| Provided records |
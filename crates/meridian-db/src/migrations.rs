//! # Database Migrations
//!
//! Embedded SQL migrations for Meridian.
//!
//! ## How Migrations Work
//! ```text
//! ┌─────────────────────────────────────────────────────────────────────────┐
//! │                      Migration Process                                  │
//! │                                                                         │
//! │  App Startup                                                           │
//! │       │                                                                 │
//! │       ▼                                                                 │
//! │  Check _sqlx_migrations table                                          │
//! │       │                                                                 │
//! │       ├── Table doesn't exist? Create it                               │
//! │       │                                                                 │
//! │       ▼                                                                 │
//! │  Compare embedded migrations vs applied                                │
//! │       │                                                                 │
//! │       ├── 0001_initial_schema.sql ✓ (already applied)                 │
//! │       └── 0002_...                ⬜ (NEW - needs to run)              │
//! │       │                                                                 │
//! │       ▼                                                                 │
//! │  Run pending migrations in order                                       │
//! │       │                                                                 │
//! │       ▼                                                                 │
//! │  Record in _sqlx_migrations                                            │
//! │                                                                         │
//! └─────────────────────────────────────────────────────────────────────────┘
//! ```
//!
//! ## Adding New Migrations
//!
//! 1. Create a new file in `migrations/sqlite/` with the next sequence number
//! 2. Name format: `NNNN_description.sql` (e.g., `0002_add_credit_notes.sql`)
//! 3. Write idempotent SQL (use `IF NOT EXISTS` where possible)
//! 4. **NEVER** modify existing migrations - always add new ones

use sqlx::SqlitePool;
use tracing::info;

use crate::error::DbResult;

/// Embedded migrations from the `migrations/sqlite` directory.
///
/// The `sqlx::migrate!()` macro embeds all SQL files from the specified
/// directory into the binary at compile time. No runtime file access needed.
static MIGRATOR: sqlx::migrate::Migrator = sqlx::migrate!("../../migrations/sqlite");

/// Runs all pending database migrations.
///
/// ## What This Does
/// - Creates `_sqlx_migrations` table if not exists
/// - Compares embedded migrations with applied migrations
/// - Runs any pending migrations in order
/// - Records each migration's checksum and timestamp
///
/// ## Safety
/// - Idempotent: safe to run multiple times
/// - Transactional: each migration runs in a transaction
/// - Ordered: migrations run in filename order (0001, 0002, ...)
pub async fn run_migrations(pool: &SqlitePool) -> DbResult<()> {
    MIGRATOR.run(pool).await?;

    let (total, applied) = migration_status(pool).await?;
    info!(total, applied, "Migrations up to date");
    Ok(())
}

/// Returns `(embedded, applied)` migration counts for diagnostics.
///
/// A fresh database reports `(N, 0)` before `run_migrations` and `(N, N)`
/// after; anything in between means a migration run was interrupted.
pub async fn migration_status(pool: &SqlitePool) -> DbResult<(usize, usize)> {
    let embedded = MIGRATOR.migrations.len();

    // The bookkeeping table may not exist yet on a fresh database.
    let applied: i64 = sqlx::query_scalar("SELECT COUNT(*) FROM _sqlx_migrations")
        .fetch_one(pool)
        .await
        .unwrap_or(0);

    Ok((embedded, applied as usize))
}
impl Default for SimConfig {
    fn default() -> Self {
        Self {
            world_width: 1_200,
            world_height: 800,
            rng_seed: None,
            initial_creatures: 40,
            initial_food: 60,
            decomposer_fraction: 0.1,
            spawn_margin: 20.0,
            history_capacity: 256,

            scent_cell_size: 25,
            scent_diffuse_rate: 0.18,
            scent_decay_rate: 0.025,
            corpse_decay_factor: 0.4,
            scent_emit_gain: 0.9,
            scent_update_interval: 0.08,
            agent_scent_interval: 0.9,
            food_scent_strength: 0.3,
            corpse_scent_strength: 0.6,

            base_radius: 6.0,
            base_speed: 60.0,
            energy_base_max: 100.0,
            carry_slowdown: 0.75,
            low_energy_fraction: 0.25,
            low_energy_speed_floor: 0.65,
            idle_energy_cost: 1.2,
            move_energy_cost: 2.0,
            pickup_distance: 8.0,
            drop_distance: 30.0,
            delivery_reward: 35.0,
            respawn_food_on_delivery: true,
            food_vision_extension: 1.5,

            gather_noise: 0.05,
            starvation_fraction: 0.35,
            decomposer_satiation_fraction: 0.9,
            toxin_escape_threshold: 0.5,
            mate_drive_rate: 0.05,
            mate_drive_cap: 0.9,

            predator_aggression: 0.6,
            predation_size_ratio: 1.2,
            predation_gain: 80.0,
            predation_instant_fraction: 0.25,
            digest_time: 10.0,
            hibernation_fraction: 0.2,
            hibernation_speed_factor: 0.2,
            hibernation_metabolism_decay: 0.995,
            predator_hunger_fraction: 0.5,
            predator_food_reward_factor: 0.5,
            predator_satiation_fraction: 0.95,

            decomposer_speed: 40.0,
            corpse_vision_factor: 1.5,
            decomposer_bite_fraction: 0.5,
            decomposer_absorb_fraction: 0.5,
            food_unit_energy: 35.0,
            min_food_fraction: 0.25,
            excretion_scatter: 15.0,
            toxin_cooldown: 4.0,
            corpse_energy_fraction: 0.6,

            mating_energy_fraction: 0.7,
            call_duration: 1.5,
            response_duration: 1.5,
            mutation_sigma: 0.07,
            child_spawn_jitter: 30.0,
            child_energy_min: 0.7,
            child_energy_max: 0.9,
            call_range_per_vision: 3.5,
            mate_search_vision_factor: 0.8,
            abandon_drive_factor: 0.5,

            species: SpeciesTable::default(),
        }
    }
}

| Task description |
Within the data above, find the lines that contain the word "MIGRATOR" and copy each of them.

| Output of the exercise |
static MIGRATOR: sqlx::migrate::Migrator = sqlx::migrate!("../../migrations/sqlite");
    MIGRATOR.run(pool).await?;
    let embedded = MIGRATOR.migrations.len();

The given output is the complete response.